**PROBLEM TO SOLVE**
Nothing is to be altered; the data must be repeated exactly.
══ RAW DATA
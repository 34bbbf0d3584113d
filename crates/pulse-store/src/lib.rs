//! # pulse-store
//!
//! SQLite-backed persistence for the Pulse survey service.

mod store;

pub use store::{
    AnalyticsSummary, CampaignStats, DailyStats, SmsStat, Store, UserWeeklySummary,
};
════
**PROBLEM SOLUTION**
repository 34bbbf0d3584113d
filename crates/pulse-store/src/lib.rs
//! # pulse-store
//!
//! SQLite-backed persistence for the Pulse survey service.

mod store;

pub use store::{
    AnalyticsSummary, CampaignStats, DailyStats, SmsStat, Store, UserWeeklySummary,
};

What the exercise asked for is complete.